About 75 students (selected from four times that number of applicants) will hear Dr. Haggard, who has dispassionately written of both inebriety and teetotalitarianism. Haggard points to alcohol's good points ("the safest of all sedatives") and gives scientific reasons for tolerating an occasional cocktail or schooner of beer. Besides Haggard, the school will have 20 lecturers. Students will include clergymen, probation officers, school administrators, teachers, welfare workers. Typical accepted student is Michigan's Liquor Control Commission's research director, Lawrence McCracken.
The school is an outgrowth of Dr. Haggard's Laboratory of Applied Physiology and his Quarterly Journal of Studies on Alcohol. Teamed with him in all three is Physiologist Elvin Morton Jellinek. Says Dr.

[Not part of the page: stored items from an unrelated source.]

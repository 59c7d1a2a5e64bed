//! Wave schedules and spawning
//!
//! Survival runs a fixed ten-wave schedule, then repeats an endless roster
//! with health still climbing per wave. Bootcamp runs twenty short lessons
//! and then ends the session.

use glam::IVec2;
use rand::Rng;

use super::ai::arm_hostile;
use super::combatant::{Combatant, CombatantKind};
use super::state::{GameEvent, GamePhase, GameState};
use super::tick::FrameResult;
use super::weapon::WeaponKind;
use crate::consts::*;
use crate::settings::GameMode;

/// Last scheduled bootcamp wave
pub const BOOTCAMP_FINAL_WAVE: u32 = 20;

const CORNERS: [(i32, i32); 4] = [(0, 0), (0, 2000), (3000, 0), (3000, 2000)];
const FAR_CORNER: (i32, i32) = (3000, 3000);
const FLANK: (i32, i32) = (-1000, -1000);
const BOOTCAMP_SPAWN: (i32, i32) = (2000, 2000);
const BOOTCAMP_TANK_SPAWN: (i32, i32) = (2000, 1500);

/// `count` identical hostiles placed around one point
#[derive(Debug, Clone, Copy, PartialEq, Eq)]
pub struct SpawnGroup {
    pub kind: CombatantKind,
    pub weapon: Option<WeaponKind>,
    pub at: (i32, i32),
    pub count: u32,
    /// Extra random offset per axis on top of the usual jitter
    pub spread: i32,
    pub health: i32,
}

impl SpawnGroup {
    fn new(kind: CombatantKind, weapon: Option<WeaponKind>, at: (i32, i32), count: u32, health: i32) -> Self {
        Self {
            kind,
            weapon,
            at,
            count,
            spread: 0,
            health,
        }
    }

    fn spread(mut self, spread: i32) -> Self {
        self.spread = spread;
        self
    }
}

/// Total hostiles a roster spawns
pub fn roster_size(roster: &[SpawnGroup]) -> u32 {
    roster.iter().map(|g| g.count).sum()
}

/// Roster for `wave`, or None once the mode's schedule has run out
pub fn roster_for(mode: GameMode, wave: u32) -> Option<Vec<SpawnGroup>> {
    if wave == 0 {
        return None;
    }
    match mode {
        GameMode::Survival => Some(survival_roster(wave)),
        GameMode::Bootcamp => bootcamp_roster(wave),
    }
}

fn survival_roster(wave: u32) -> Vec<SpawnGroup> {
    use CombatantKind::*;
    use WeaponKind::*;

    let bonus = HEALTH_PER_WAVE * (wave as i32 - 1);
    let health = SOLDIER_BASE_HEALTH + bonus;
    let dog_health = PURSUER_BASE_HEALTH + bonus;

    let squad = |weapon, at, count| SpawnGroup::new(Standard, Some(weapon), at, count, health);
    let rocket = |at| SpawnGroup::new(Rocket, Some(Bazooka), at, 1, health);
    let sniper = |at| SpawnGroup::new(Sniper, Some(Springfield), at, 1, health);
    let dog = |at| SpawnGroup::new(Pursuer, None, at, 1, dog_health);
    let tank = |at| SpawnGroup::new(Armored, Some(TankTurret), at, 1, health * ARMORED_HEALTH_MULTIPLIER);
    let at_corners = |weapon, count| CORNERS.iter().map(|&c| squad(weapon, c, count)).collect::<Vec<_>>();

    match wave {
        1 => vec![squad(Ithaca37, (0, 0), 5), squad(Ithaca37, FAR_CORNER, 5)],
        2 => at_corners(Ithaca37, 4),
        3 => vec![
            squad(Ithaca37, (0, 0), 5).spread(SPAWN_JITTER),
            squad(Ithaca37, (3000, 2000), 5).spread(SPAWN_JITTER),
            dog((0, 0)),
            dog(FAR_CORNER),
        ],
        4 => vec![
            squad(M3, (0, 0), 5).spread(SPAWN_JITTER),
            squad(M3, (3000, 2000), 5).spread(SPAWN_JITTER),
        ],
        5 => at_corners(M3, 3),
        6 => vec![sniper((0, 0)), sniper((0, 2000))],
        7 => {
            let mut roster = at_corners(M3, 3);
            roster.push(squad(M3, (2000, 2000), 3));
            roster.extend([rocket((0, 0)), rocket((2000, 2000)), rocket((3000, 2000))]);
            roster
        }
        8 | 9 => {
            let mut roster = at_corners(M3, 3);
            roster.extend(CORNERS.map(|c| rocket(c)));
            if wave == 9 {
                roster.extend([rocket(FLANK), dog((0, 0)), dog(FAR_CORNER)]);
            }
            roster
        }
        10 => vec![tank((0, 0))],
        _ => {
            let mut roster = at_corners(M1Carbine, 3);
            roster.extend(CORNERS.map(|c| rocket(c)));
            roster.extend([
                rocket(FLANK),
                dog((0, 0)),
                dog(FAR_CORNER),
                tank((0, 0)),
                sniper((0, 0)),
                sniper((0, 2000)),
            ]);
            roster
        }
    }
}

fn bootcamp_roster(wave: u32) -> Option<Vec<SpawnGroup>> {
    use CombatantKind::*;
    use WeaponKind::*;

    let squad = |weapon, count| SpawnGroup::new(Standard, Some(weapon), BOOTCAMP_SPAWN, count, SOLDIER_BASE_HEALTH);

    let roster = match wave {
        1..=3 => vec![squad(M1911, 1)],
        4 | 5 | 10 | 12 | 18..=BOOTCAMP_FINAL_WAVE => vec![squad(Ithaca37, 1)],
        6..=8 => vec![squad(M3, 1)],
        9 => vec![squad(M1Carbine, 1)],
        11 => vec![SpawnGroup::new(Sniper, Some(Springfield), BOOTCAMP_SPAWN, 1, SOLDIER_BASE_HEALTH)],
        13 | 15 => vec![squad(Ithaca37, 5)],
        14 => vec![SpawnGroup::new(Rocket, Some(Bazooka), BOOTCAMP_SPAWN, 1, SOLDIER_BASE_HEALTH)],
        16 => vec![SpawnGroup::new(Pursuer, None, BOOTCAMP_SPAWN, 2, PURSUER_BASE_HEALTH)],
        17 => vec![SpawnGroup::new(
            Armored,
            Some(TankTurret),
            BOOTCAMP_TANK_SPAWN,
            1,
            BOOTCAMP_MAX_HEALTH * ARMORED_HEALTH_MULTIPLIER,
        )],
        _ => return None,
    };
    Some(roster)
}

/// Where one member of `group` appears
fn spawn_point(group: &SpawnGroup, rng: &mut impl Rng) -> IVec2 {
    let mut pos = IVec2::from(group.at);
    if group.spread > 0 {
        pos += IVec2::new(
            rng.random_range(-group.spread..group.spread),
            rng.random_range(-group.spread..group.spread),
        );
    }
    // Pursuers appear exactly on their spawn point
    if group.kind != CombatantKind::Pursuer {
        pos += IVec2::new(
            rng.random_range(-SPAWN_JITTER..=SPAWN_JITTER),
            rng.random_range(-SPAWN_JITTER..=SPAWN_JITTER),
        );
    }
    pos
}

/// Spawn the roster for `wave`. Returns false if the schedule has no such wave.
pub fn spawn_wave(state: &mut GameState, wave: u32) -> bool {
    let Some(roster) = roster_for(state.settings.mode, wave) else {
        return false;
    };

    for group in &roster {
        for _ in 0..group.count {
            let pos = spawn_point(group, &mut state.rng);
            let id = state.next_entity_id();
            let mut hostile = Combatant::hostile(id, group.kind, pos, group.health, group.weapon);
            arm_hostile(&mut hostile, &mut state.rng);
            state.hostiles.push(hostile);
        }
    }

    state.events.push(GameEvent::WaveStarted { wave });
    log::info!("Wave {wave} started with {} hostiles", roster_size(&roster));
    true
}

/// Advance the wave director once every hostile is down
pub fn check_wave(state: &mut GameState) -> FrameResult {
    if state.live_hostiles() > 0 {
        return FrameResult::Continue;
    }

    let cleared = state.wave;
    state.events.push(GameEvent::WaveCleared { wave: cleared });
    log::info!("Wave {cleared} cleared ({} kills so far)", state.economy.kills);

    let next = cleared + 1;
    if spawn_wave(state, next) {
        state.wave = next;
    } else {
        state.phase = GamePhase::Complete;
        state.events.push(GameEvent::SessionComplete);
        log::info!("{} complete after wave {cleared}", state.settings.mode.as_str());
    }
    FrameResult::WaveCleared
}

Haggard: "This school is not financed by liquor interests nor by the drys, but out of the regular Laboratory research funds." The curriculum will include: physiology national and class liquor attitudes and practices; traffic problems; relations of personality to alcohol; suicide; crime; heredity; temperance movements; social control; legislation; church strategy.
Said the Harvard Crimson of Yale's interest in alcohol: "Significant. . . ."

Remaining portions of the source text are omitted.